A hacking group is claiming $1 million in bounty for remotely jailbreaking Apple’s latest iOS 9 operating system. Unlike Android, iOS is much more sophisticated in terms of security. That’s why a startup firm by the name of Zerodium set up a bounty to find a way of remotely jailbreaking the new iPhone or iPad running Apple’s latest software (which at this point is iOS 9.0 and 9.2b).
However, according to the terms and conditions, the initial exploit had to come through Safari, Chrome, or a text or multimedia message. This ultimately meant that the individual who had undertaken the challenge had to find not one, but a series of unknown zero-day bugs, and that too remotely.
Chinese hacking team Pangu, which is notorious for jailbreaking the new iPhone, might have achieved this feat, but it was not carried out remotely, meaning that they didn’t qualify.

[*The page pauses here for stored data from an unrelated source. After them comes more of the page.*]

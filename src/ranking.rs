// src/ranking.rs
//! Channel importance ranking from the activation matrix
//!
//! Each synergy (column of W) is divided by its own maximum, so the strongest
//! contributor of every synergy scores 1.0 in that synergy. A channel's
//! importance is the sum of its normalized contributions over all synergies.

use crate::synergy::Factorization;
use ndarray::{Array1, Array2, Axis};
use serde::{Deserialize, Serialize};

/// Channel with its summed normalized contribution
#[derive(Debug, Clone, PartialEq, Serialize, Deserialize)]
pub struct RankedChannel {
    pub name: String,
    pub score: f64,
}

/// Channels ordered by descending importance
#[derive(Debug, Clone, PartialEq)]
pub struct Ranking {
    entries: Vec<RankedChannel>,
    normalized_w: Array2<f64>,
    channel_names: Vec<String>,
}

impl Ranking {
    /// Rank `channel_names` (row order of `w`) by normalized activation.
    ///
    /// Equal scores keep their input order.
    pub fn from_activations(channel_names: &[String], w: &Array2<f64>) -> Self {
        debug_assert_eq!(channel_names.len(), w.nrows());

        let normalized_w = normalize_per_synergy(w);
        let scores: Array1<f64> = normalized_w.sum_axis(Axis(1));

        let mut entries: Vec<RankedChannel> = channel_names
            .iter()
            .zip(scores.iter())
            .map(|(name, &score)| RankedChannel {
                name: name.clone(),
                score,
            })
            .collect();
        entries.sort_by(|a, b| b.score.total_cmp(&a.score));

        Self {
            entries,
            normalized_w,
            channel_names: channel_names.to_vec(),
        }
    }

    pub fn from_factorization(channel_names: &[String], factorization: &Factorization) -> Self {
        Self::from_activations(channel_names, &factorization.w)
    }

    pub fn entries(&self) -> &[RankedChannel] {
        &self.entries
    }

    pub fn len(&self) -> usize {
        self.entries.len()
    }

    pub fn is_empty(&self) -> bool {
        self.entries.is_empty()
    }

    /// W with every synergy scaled to a maximum of 1.0, in input channel order
    pub fn normalized_activations(&self) -> &Array2<f64> {
        &self.normalized_w
    }

    /// Input channel order, matching the rows of [`Self::normalized_activations`]
    pub fn channel_names(&self) -> &[String] {
        &self.channel_names
    }

    /// Names of the `k` highest-scoring channels, best first
    pub fn top(&self, k: usize) -> Vec<String> {
        self.entries.iter().take(k).map(|e| e.name.clone()).collect()
    }

    /// Names of the `k` lowest-scoring channels, in ranking order
    pub fn bottom(&self, k: usize) -> Vec<String> {
        let start = self.entries.len().saturating_sub(k);
        self.entries[start..].iter().map(|e| e.name.clone()).collect()
    }

    pub fn score(&self, name: &str) -> Option<f64> {
        self.entries.iter().find(|e| e.name == name).map(|e| e.score)
    }
}

/// Divide each column by its maximum; an all-zero column stays zero
pub fn normalize_per_synergy(w: &Array2<f64>) -> Array2<f64> {
    let mut normalized = w.clone();
    for mut column in normalized.columns_mut() {
        let max = column.iter().cloned().fold(f64::NEG_INFINITY, f64::max);
        if max > 0.0 {
            column.mapv_inplace(|v| v / max);
        } else {
            column.fill(0.0);
        }
    }
    normalized
}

During the month of October, founder of Zerodium, Chaouki Bekrar stated that no one was able to complete the challenge, although the firm was currently in contact with two teams that were working independently at the time. According to Bekrar:
Making the jailbreak remotely triggerable via Safari or Chrome requires at least two to three additional exploits compared to a local jailbreak.

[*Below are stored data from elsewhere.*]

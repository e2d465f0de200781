// src/error.rs
//! Unified error handling for the synergy pipeline
//!
//! Every fallible operation in the crate returns [`SynergyResult`]. The variants
//! split into two recovery classes: per-file failures ([`SynergyError::FileLoad`])
//! are skipped by the loader and the run continues, everything else aborts the
//! task it occurred in. Batch drivers catch task errors at the orchestration
//! boundary so one bad folder never stops the others.

use std::path::PathBuf;
use serde::{Deserialize, Serialize};
use thiserror::Error;

/// Unified error type for the synergy pipeline
#[derive(Debug, Error)]
pub enum SynergyError {
    /// A filter cutoff is at or above the Nyquist frequency of the recording
    #[error("[FILTER] Invalid sampling rate {sample_rate_hz} Hz for a {cutoff_hz} Hz cutoff (Nyquist is {} Hz)", .sample_rate_hz / 2.0)]
    InvalidSamplingRate {
        sample_rate_hz: f64,
        cutoff_hz: f64,
    },

    /// A single recording could not be read; the loader skips it
    #[error("[LOADER] Failed to load {}: {reason}", .path.display())]
    FileLoad {
        path: PathBuf,
        reason: String,
    },

    /// No file in the folder produced a recognized channel
    #[error("[LOADER] No valid EMG data found in {}", .folder.display())]
    NoValidData {
        folder: PathBuf,
    },

    /// The baseline-silence filter removed every sample
    #[error("[LOADER] All {samples_before} samples fell at or below the {threshold_uv} uV baseline threshold")]
    EmptyAfterFiltering {
        samples_before: usize,
        threshold_uv: f64,
    },

    /// More synergies were requested than there are channels
    #[error("[SYNERGY] Cannot extract {components} synergies from {channels} channels")]
    UnderdeterminedFactorization {
        channels: usize,
        components: usize,
    },

    /// Configuration and setup errors
    #[error("[CONFIG] Configuration error in {component}: {reason} ({})", .context.operation)]
    Configuration {
        component: String,
        reason: String,
        context: ErrorContext,
    },

    /// Invalid input data errors
    #[error("[DATA] Invalid {data_type}: {reason} ({})", .context.operation)]
    InvalidData {
        data_type: String,
        reason: String,
        context: ErrorContext,
    },

    /// Configuration file could not be parsed
    #[error("[CONFIG] Parse error in {}: {reason}", .path.display())]
    ConfigParse {
        path: PathBuf,
        reason: String,
    },

    /// A figure could not be rendered or encoded
    #[error("[ARTIFACT] Failed to render {}: {reason}", .path.display())]
    Render {
        path: PathBuf,
        reason: String,
    },

    #[error("[IO] {0}")]
    Io(#[from] std::io::Error),

    #[error("[CSV] {0}")]
    Csv(#[from] csv::Error),
}

/// Error context for debugging and analysis
#[derive(Debug, Clone, PartialEq, Serialize, Deserialize)]
pub struct ErrorContext {
    pub component: String,
    pub operation: String,
    pub file: Option<String>,
    pub line: Option<u32>,
}

impl ErrorContext {
    /// Create a new error context
    pub fn new(component: &str, operation: &str) -> Self {
        Self {
            component: component.to_string(),
            operation: operation.to_string(),
            file: None,
            line: None,
        }
    }

    /// Create error context with file and line information
    pub fn with_location(component: &str, operation: &str, file: &'static str, line: u32) -> Self {
        let mut context = Self::new(component, operation);
        context.file = Some(file.to_string());
        context.line = Some(line);
        context
    }
}

/// Macro for creating error context with file and line info
#[macro_export]
macro_rules! error_context {
    ($component:expr, $operation:expr) => {
        $crate::error::ErrorContext::with_location($component, $operation, file!(), line!())
    };
}

impl SynergyError {
    /// Build a configuration error for `component`
    pub fn configuration(component: &str, operation: &str, reason: impl Into<String>) -> Self {
        SynergyError::Configuration {
            component: component.to_string(),
            reason: reason.into(),
            context: ErrorContext::new(component, operation),
        }
    }

    /// Build an invalid-data error
    pub fn invalid_data(component: &str, operation: &str, data_type: &str, reason: impl Into<String>) -> Self {
        SynergyError::InvalidData {
            data_type: data_type.to_string(),
            reason: reason.into(),
            context: ErrorContext::new(component, operation),
        }
    }

    /// Per-file failures are skipped; everything else aborts the task.
    pub fn is_recoverable(&self) -> bool {
        matches!(self, SynergyError::FileLoad { .. })
    }
}

/// Result type alias for synergy operations
pub type SynergyResult<T> = Result<T, SynergyError>;

/// Convenience trait for tagging foreign errors with the file they came from
pub trait IntoFileLoadError<T> {
    fn file_load_err(self, path: &std::path::Path) -> SynergyResult<T>;
}

impl<T, E> IntoFileLoadError<T> for Result<T, E>
where
    E: std::fmt::Display,
{
    fn file_load_err(self, path: &std::path::Path) -> SynergyResult<T> {
        self.map_err(|err| SynergyError::FileLoad {
            path: path.to_path_buf(),
            reason: err.to_string(),
        })
    }
}

#[cfg(test)]
mod tests {
    use super::*;

    #[test]
    fn test_error_context_creation() {
        let context = ErrorContext::new("test_component", "test_operation");
        assert_eq!(context.component, "test_component");
        assert_eq!(context.operation, "test_operation");
        assert!(context.file.is_none());
    }

    #[test]
    fn test_error_context_macro_records_location() {
        let context = error_context!("loader", "discover");
        assert!(context.file.as_deref().unwrap().ends_with("error.rs"));
        assert!(context.line.unwrap() > 0);
    }

    #[test]
    fn test_configuration_builder() {
        let err = SynergyError::configuration("filter", "validate", "low cutoff above high cutoff");

        match err {
            SynergyError::Configuration { component, reason, .. } => {
                assert_eq!(component, "filter");
                assert_eq!(reason, "low cutoff above high cutoff");
            }
            _ => panic!("Expected configuration error"),
        }
    }

    #[test]
    fn test_error_display() {
        let err = SynergyError::InvalidSamplingRate { sample_rate_hz: 500.0, cutoff_hz: 450.0 };
        let display = format!("{}", err);
        assert!(display.contains("500"));
        assert!(display.contains("450"));
        assert!(display.contains("250"));

        let err = SynergyError::UnderdeterminedFactorization { channels: 3, components: 4 };
        let display = format!("{}", err);
        assert!(display.contains("4 synergies"));
        assert!(display.contains("3 channels"));
    }

    #[test]
    fn test_recoverability() {
        let skip = SynergyError::FileLoad { path: PathBuf::from("a.csv"), reason: "bad".into() };
        assert!(skip.is_recoverable());

        let fatal = SynergyError::NoValidData { folder: PathBuf::from("emg") };
        assert!(!fatal.is_recoverable());
    }

    #[test]
    fn test_error_send_sync() {
        fn assert_send_sync<T: Send + Sync>() {}
        assert_send_sync::<SynergyError>();
    }

    #[test]
    fn test_file_load_trait() {
        let result: Result<i32, std::num::ParseFloatError> = "x".parse::<f64>().map(|_| 0);
        let tagged = result.file_load_err(std::path::Path::new("trial1.csv"));

        match tagged.unwrap_err() {
            SynergyError::FileLoad { path, .. } => assert_eq!(path, PathBuf::from("trial1.csv")),
            _ => panic!("Expected file load error"),
        }
    }
}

Since iOS 7, no one has been able to remotely jailbreak an iPhone. Until now that is. Bekrar has not divulged details concerning the team that won the prize, and kept details concerning the exploits to himself. He did not comment on how much he plans on selling the exploit for himself, but we can expect that it is very lucrative venture that he has setup for himself.
It’s expected that Zerodium will sell the exploit to governments or agencies like the NSA
Despite the fact that Apple’s iOS operating system is quite secure, there is no such thing as unhackable these days. And we are sure there are plenty of government agencies like the NSA willing to pay top dollar for such an exploit.

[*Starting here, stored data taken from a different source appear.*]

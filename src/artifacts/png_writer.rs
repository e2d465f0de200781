// src/artifacts/png_writer.rs
//! Bitmap figures for visual inspection
//!
//! Three figures per task, rendered with `plotters` onto a bitmap backend:
//! - `Pearson_<task>.png`: lower triangle of the correlation matrix on a
//!   diverging blue-red scale over [-1, 1]
//! - `W_Synergies_<task>.png`: grouped bars of the per-synergy normalized
//!   weights, one group per channel, VAF in the caption
//! - `Ranking_<task>.png`: horizontal bars of the importance score, best on top

use crate::artifacts::ArtifactSink;
use crate::error::{SynergyError, SynergyResult};
use crate::processing::redundancy::CorrelationMatrix;
use crate::ranking::Ranking;
use plotters::prelude::*;
use std::path::{Path, PathBuf};
use tracing::debug;

const HEATMAP_SIZE: (u32, u32) = (1200, 1000);
const WEIGHTS_SIZE: (u32, u32) = (1200, 600);
const RANKING_SIZE: (u32, u32) = (1000, 600);
const CAPTION_FONT: (&str, f64) = ("sans-serif", 28.0);
const LABEL_AREA: u32 = 160;

/// Coolwarm anchors: strong negative, zero, strong positive
const COOL: RGBColor = RGBColor(59, 76, 192);
const NEUTRAL: RGBColor = RGBColor(221, 221, 221);
const WARM: RGBColor = RGBColor(180, 4, 38);
/// Undefined coefficients (constant channels)
const UNDEFINED: RGBColor = RGBColor(160, 160, 160);

/// Viridis anchors for the ranking bars
const VIRIDIS: [RGBColor; 3] = [RGBColor(68, 1, 84), RGBColor(33, 145, 140), RGBColor(253, 231, 37)];

/// Renders each artifact as a PNG under one directory
#[derive(Debug, Clone)]
pub struct PngArtifactWriter {
    output_dir: PathBuf,
}

impl PngArtifactWriter {
    pub fn new(output_dir: impl Into<PathBuf>) -> Self {
        Self {
            output_dir: output_dir.into(),
        }
    }

    pub fn output_dir(&self) -> &Path {
        &self.output_dir
    }

    pub fn correlation_path(&self, task: &str) -> PathBuf {
        self.output_dir.join(format!("Pearson_{task}.png"))
    }

    pub fn activations_path(&self, task: &str) -> PathBuf {
        self.output_dir.join(format!("W_Synergies_{task}.png"))
    }

    pub fn ranking_path(&self, task: &str) -> PathBuf {
        self.output_dir.join(format!("Ranking_{task}.png"))
    }
}

impl ArtifactSink for PngArtifactWriter {
    fn correlation(&self, task: &str, correlation: &CorrelationMatrix) -> SynergyResult<()> {
        std::fs::create_dir_all(&self.output_dir)?;
        let path = self.correlation_path(task);
        let names = &correlation.channel_names;
        let n = names.len();
        let extent = n.max(1) as f64;

        let root = BitMapBackend::new(&path, HEATMAP_SIZE).into_drawing_area();
        root.fill(&WHITE).map_err(|e| render_error(&path, e))?;
        {
            let mut chart = ChartBuilder::on(&root)
                .margin(20)
                .caption(format!("Functional redundancy - {task}"), CAPTION_FONT)
                .set_label_area_size(LabelAreaPosition::Left, LABEL_AREA)
                .set_label_area_size(LabelAreaPosition::Bottom, LABEL_AREA)
                .build_cartesian_2d(0.0..extent, 0.0..extent)
                .map_err(|e| render_error(&path, e))?;

            // row 0 is drawn at the top
            chart
                .configure_mesh()
                .disable_mesh()
                .x_labels(n)
                .y_labels(n)
                .x_label_formatter(&|x| label_at(names, *x))
                .y_label_formatter(&|y| label_at(names, extent - 1.0 - y.floor()))
                .draw()
                .map_err(|e| render_error(&path, e))?;

            let cells = (1..n).flat_map(|i| (0..i).map(move |j| (i, j))).map(|(i, j)| {
                let top = (n - i) as f64;
                let color = diverging_color(correlation.values[[i, j]]);
                Rectangle::new([(j as f64, top), (j as f64 + 1.0, top - 1.0)], color.filled())
            });
            chart.draw_series(cells).map_err(|e| render_error(&path, e))?;
        }
        root.present().map_err(|e| render_error(&path, e))?;

        debug!(path = %path.display(), "correlation heatmap rendered");
        Ok(())
    }

    fn activations(&self, task: &str, ranking: &Ranking, vaf: f64) -> SynergyResult<()> {
        std::fs::create_dir_all(&self.output_dir)?;
        let path = self.activations_path(task);
        let weights = ranking.normalized_activations();
        let names = ranking.channel_names();
        let (n_channels, n_synergies) = weights.dim();
        let width = 0.8 / n_synergies.max(1) as f64;

        let root = BitMapBackend::new(&path, WEIGHTS_SIZE).into_drawing_area();
        root.fill(&WHITE).map_err(|e| render_error(&path, e))?;
        {
            let mut chart = ChartBuilder::on(&root)
                .margin(20)
                .caption(format!("Synergy structure ({task}) - VAF: {vaf:.1}%"), CAPTION_FONT)
                .set_label_area_size(LabelAreaPosition::Left, 60)
                .set_label_area_size(LabelAreaPosition::Bottom, LABEL_AREA)
                .build_cartesian_2d(0.0..n_channels.max(1) as f64, 0.0..1.1)
                .map_err(|e| render_error(&path, e))?;

            chart
                .configure_mesh()
                .disable_x_mesh()
                .x_labels(n_channels)
                .x_label_formatter(&|x| label_at(names, *x))
                .y_desc("normalized weight")
                .draw()
                .map_err(|e| render_error(&path, e))?;

            for s in 0..n_synergies {
                let color = Palette99::pick(s).mix(0.9);
                let bars = (0..n_channels).map(|c| {
                    let left = c as f64 + 0.1 + s as f64 * width;
                    Rectangle::new([(left, 0.0), (left + width, weights[[c, s]])], color.filled())
                });
                chart
                    .draw_series(bars)
                    .map_err(|e| render_error(&path, e))?
                    .label(format!("Synergy {}", s + 1))
                    .legend(move |(x, y)| Rectangle::new([(x, y - 5), (x + 10, y + 5)], color.filled()));
            }

            chart
                .configure_series_labels()
                .background_style(WHITE.mix(0.8))
                .border_style(BLACK)
                .draw()
                .map_err(|e| render_error(&path, e))?;
        }
        root.present().map_err(|e| render_error(&path, e))?;

        debug!(path = %path.display(), "synergy weights rendered");
        Ok(())
    }

    fn ranking(&self, task: &str, ranking: &Ranking) -> SynergyResult<()> {
        std::fs::create_dir_all(&self.output_dir)?;
        let path = self.ranking_path(task);
        let entries = ranking.entries();
        let n = entries.len();
        let extent = n.max(1) as f64;
        let best = entries.first().map(|e| e.score).filter(|s| *s > 0.0).unwrap_or(1.0);
        let ordered: Vec<String> = entries.iter().map(|e| e.name.clone()).collect();

        let root = BitMapBackend::new(&path, RANKING_SIZE).into_drawing_area();
        root.fill(&WHITE).map_err(|e| render_error(&path, e))?;
        {
            let mut chart = ChartBuilder::on(&root)
                .margin(20)
                .caption(format!("Sensor ranking - {task}"), CAPTION_FONT)
                .set_label_area_size(LabelAreaPosition::Left, LABEL_AREA)
                .set_label_area_size(LabelAreaPosition::Bottom, 50)
                .build_cartesian_2d(0.0..best * 1.1, 0.0..extent)
                .map_err(|e| render_error(&path, e))?;

            chart
                .configure_mesh()
                .disable_y_mesh()
                .y_labels(n)
                .y_label_formatter(&|y| label_at(&ordered, extent - 1.0 - y.floor()))
                .x_desc("score")
                .draw()
                .map_err(|e| render_error(&path, e))?;

            let bars = entries.iter().enumerate().map(|(rank, entry)| {
                let top = (n - rank) as f64 - 0.1;
                let shade = if n > 1 { rank as f64 / (n - 1) as f64 } else { 0.0 };
                Rectangle::new([(0.0, top), (entry.score, top - 0.8)], sequential_color(shade).filled())
            });
            chart.draw_series(bars).map_err(|e| render_error(&path, e))?;
        }
        root.present().map_err(|e| render_error(&path, e))?;

        debug!(path = %path.display(), "ranking chart rendered");
        Ok(())
    }

    fn name(&self) -> &str {
        "png"
    }
}

fn render_error(path: &Path, err: impl std::fmt::Display) -> SynergyError {
    SynergyError::Render {
        path: path.to_path_buf(),
        reason: err.to_string(),
    }
}

/// Name of the category cell containing `position`, empty outside the axis
fn label_at(names: &[String], position: f64) -> String {
    if !position.is_finite() || position < 0.0 {
        return String::new();
    }
    names.get(position.floor() as usize).cloned().unwrap_or_default()
}

fn lerp(a: RGBColor, b: RGBColor, t: f64) -> RGBColor {
    let mix = |x: u8, y: u8| (x as f64 + (y as f64 - x as f64) * t).round() as u8;
    RGBColor(mix(a.0, b.0), mix(a.1, b.1), mix(a.2, b.2))
}

/// Blue below zero, red above, neutral at zero
fn diverging_color(r: f64) -> RGBColor {
    if !r.is_finite() {
        return UNDEFINED;
    }
    let r = r.clamp(-1.0, 1.0);
    if r < 0.0 {
        lerp(NEUTRAL, COOL, -r)
    } else {
        lerp(NEUTRAL, WARM, r)
    }
}

/// Piecewise-linear viridis over [0, 1]
fn sequential_color(t: f64) -> RGBColor {
    let t = t.clamp(0.0, 1.0);
    if t < 0.5 {
        lerp(VIRIDIS[0], VIRIDIS[1], t * 2.0)
    } else {
        lerp(VIRIDIS[1], VIRIDIS[2], (t - 0.5) * 2.0)
    }
}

Tech giants like Google and Facebook have bug-bounty programs which offer rewards to individuals and teams who can find vulnerabilities and tell them to the company so that they a patch can be rolled out for it. Apple, at this current point, does not offer a bug-bounty program, but the California based tech company should really look into it, as it will help secure its desktop and mobile platform even further.